The last time I heard Keith Jarrett was just over thirty years ago, a distraction from the tensions of final med with some fellow medical students. Even the choir balcony tickets were eye wateringly expensive, the compact and elegant National Concert Hall in Dublin barely half full on a damp November night, and the experience was unforgettable.
I had first come across his music when staying in a Militante Frauenwohngemeinschaft (militant women’s living collective, a long story for another day) while on my electives in Hamburg. His Köln Concert (the largest selling solo piano album in history) was firmly embedded in the cultural landscape, his persona as Serious Artist at one with earnestness of German culture and the single-mindedness of my flatmates. It even pierced my Irish cultural fecklessness in a way that surprised me.
And so I found myself waiting with bated breath for this daunting persona, legendary for not brooking distraction of any sort from his audience. He had been known to distribute cough sweets to his audience, and on one occasion to lead a group cough to clear the collective throat.
The concert was one of almost scary intensity, a journey through a single minded vision of gently evolving melody, pile driving chords, and his trademark grunts and tuneless singing. What emotion there was remained masked and unyielding until his encore, a melting and totally riveting exploration of Somewhere Over the Rainbow.
Thirty years later, the same hall had sold out within hours, the pre-concert buzz was electric, the crowd encompassing a remarkable spectrum of ages. But this was not the only difference: as a geriatrician, I could not help my growing fascination at the change in Keith Jarrett. Gone was the taciturn and austere artist, replaced by a more casual and relaxed figure in a soft green shirt, trading gentle jokes with his audience between pieces.
The music was also different: shorter pieces—although still substantial—more rounded, economical, and with a restrained warmth that disarmed and conquered in a deceptively effortless fashion. The mastery and maturity of ageing can be hard concepts to transmit to those outside of gerontology—but to those of who had been to both concerts, it was unmistakable.

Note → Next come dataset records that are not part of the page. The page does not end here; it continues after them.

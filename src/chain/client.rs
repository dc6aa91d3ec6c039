//! Claim Contract Reader
//!
//! Thin wrapper around the four view functions of the claim contract.
//! Every method is a single `eth_call`: no retry, no caching. Retries and
//! pacing live one layer up in the harvester.

use alloy_primitives::{Address, U256};
use alloy_provider::{DynProvider, Provider, ProviderBuilder};
use alloy_rpc_types::TransactionRequest;
use alloy_sol_types::{sol, SolCall};
use async_trait::async_trait;
use eyre::{eyre, Result, WrapErr};
use tracing::{debug, trace};

// ============================================
// CLAIM CONTRACT INTERFACE
// ============================================

sol! {
    /// Per-token reward allocation contract (read-only surface)
    interface IClaimContract {
        function allocationPerToken() external view returns (uint256);
        function init_unlock() external view returns (uint256);
        function partPercentage() external view returns (uint256);
        function claimData(uint256 tokenId) external view returns (uint256 consumed, uint256 claimed);
    }
}

// ============================================
// TYPES
// ============================================

/// Consumed/claimed pair returned by `claimData`, in 18-decimal base units
#[derive(Debug, Clone, Copy, Default, PartialEq, Eq)]
pub struct ClaimData {
    pub consumed: U256,
    pub claimed: U256,
}

/// All four values for one token, still in base units
#[derive(Debug, Clone, Copy, PartialEq, Eq)]
pub struct RawClaim {
    pub allocation_per_token: U256,
    pub init_unlock: U256,
    pub part_percentage: U256,
    pub claim: ClaimData,
}

// ============================================
// READER TRAIT
// ============================================

/// Read access to the claim contract.
///
/// The three zero-argument calls are contract-wide constants; `claim_data`
/// is the only per-token call.
#[async_trait]
pub trait ChainReader: Send + Sync {
    async fn allocation_per_token(&self) -> Result<U256>;

    async fn init_unlock(&self) -> Result<U256>;

    async fn part_percentage(&self) -> Result<U256>;

    async fn claim_data(&self, token_id: u64) -> Result<ClaimData>;

    /// Read all four values back to back.
    ///
    /// A failing `claimData` is reported as zero/zero; any structural call
    /// failure fails the whole read.
    async fn read_snapshot(&self, token_id: u64) -> Result<RawClaim> {
        let allocation_per_token = self.allocation_per_token().await?;
        let init_unlock = self.init_unlock().await?;
        let part_percentage = self.part_percentage().await?;
        let claim = match self.claim_data(token_id).await {
            Ok(claim) => claim,
            Err(e) => {
                debug!("claimData({}) unavailable, defaulting to zero: {:#}", token_id, e);
                ClaimData::default()
            }
        };

        Ok(RawClaim {
            allocation_per_token,
            init_unlock,
            part_percentage,
            claim,
        })
    }
}

// ============================================
// JSON-RPC CLIENT
// ============================================

/// `ChainReader` backed by a JSON-RPC HTTP endpoint
pub struct ChainReadClient {
    contract: Address,
    provider: DynProvider,
}

impl ChainReadClient {
    pub fn new(rpc_url: &str, contract: Address) -> Result<Self> {
        let url = rpc_url
            .parse()
            .map_err(|e| eyre!("Invalid RPC URL {}: {}", rpc_url, e))?;
        let provider = ProviderBuilder::new().connect_http(url).erased();

        Ok(Self { contract, provider })
    }

    /// Execute an `eth_call` against the claim contract
    async fn call_contract<C: SolCall>(&self, call: C) -> Result<C::Return> {
        let tx = TransactionRequest::default()
            .to(self.contract)
            .input(call.abi_encode().into());

        let output = self
            .provider
            .call(tx)
            .await
            .wrap_err_with(|| format!("eth_call {} failed", C::SIGNATURE))?;

        trace!("{} returned {} bytes", C::SIGNATURE, output.len());

        C::abi_decode_returns(&output)
            .map_err(|e| eyre!("Failed to decode {} result: {}", C::SIGNATURE, e))
    }
}

#[async_trait]
impl ChainReader for ChainReadClient {
    async fn allocation_per_token(&self) -> Result<U256> {
        self.call_contract(IClaimContract::allocationPerTokenCall {}).await
    }

    async fn init_unlock(&self) -> Result<U256> {
        self.call_contract(IClaimContract::init_unlockCall {}).await
    }

    async fn part_percentage(&self) -> Result<U256> {
        self.call_contract(IClaimContract::partPercentageCall {}).await
    }

    async fn claim_data(&self, token_id: u64) -> Result<ClaimData> {
        let ret = self
            .call_contract(IClaimContract::claimDataCall {
                tokenId: U256::from(token_id),
            })
            .await?;

        Ok(ClaimData {
            consumed: ret.consumed,
            claimed: ret.claimed,
        })
    }
}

His final encore illuminated the slipperiness of the concept that you cannot step in the same river twice—surely some landmarks remain the same? And so it was with Somewhere Over the Rainbow three decades later on the same stage, the music the same but not the same, thirty years telescoping and yet expanding, a reminder that we constantly revisit and renew our life experiences, reframing and recontextualizing landmark emotions.
It was only afterwards that I realized that my gerontological focus on ageing and maturity had been entirely directed outwards, on Keith Jarrett and his artistry. This in turn led me to reflecting on how little attention we pay in gerontology to our own ageing, dealing with those who age in an objectified manner. The ever subtle Atul Gawande gave us a little nudge in this direction in his How We Age Now, using a retired geriatrician as a central trope of his analysis of contemporary ageing.
But the eye cannot turn inwards on itself, and I struggled to find that which I might share from this second encounter with Keith Jarrett without resorting to Crabtree’s bludgeon*. Perhaps one aspect is the release from the intensity and unconscious intolerance of early adulthood, whose angular edges can be a spark for action and innovation but which are often uncomfortable for those around us.
This change resonates with the wisdom that old men dream dreams and young men see visions. As one astute observer has noted, a vision contains the idea of synthesising elements that are apparently contradictory. A dream, on the other hand, gives us a world in which contradictory things can co-exist. Instead of synthesising and finding a way out of contradiction by resolution, dreams find a world in which contradiction can exist without conflict.
In addition, with ageing we grow to trust that the deep core of what we are trying to communicate to others has a logic of its own, and this security can disarm others and ourselves in equal measure.
But it was Jarrett’s music in the final analysis which relayed most forcefully to me what ageing adds to our lives, bearing out Mendelssohn’s aphorism that it is not that music is too imprecise for words, but rather that it is too precise.
Desmond O’Neill is a consultant physician in geriatric and stroke medicine, and Chair of the National Centre for Arts and Health, Dublin.
*No set of mutually inconsistent observations can exist for which some human intellect cannot conceive a coherent explanation, however complicated.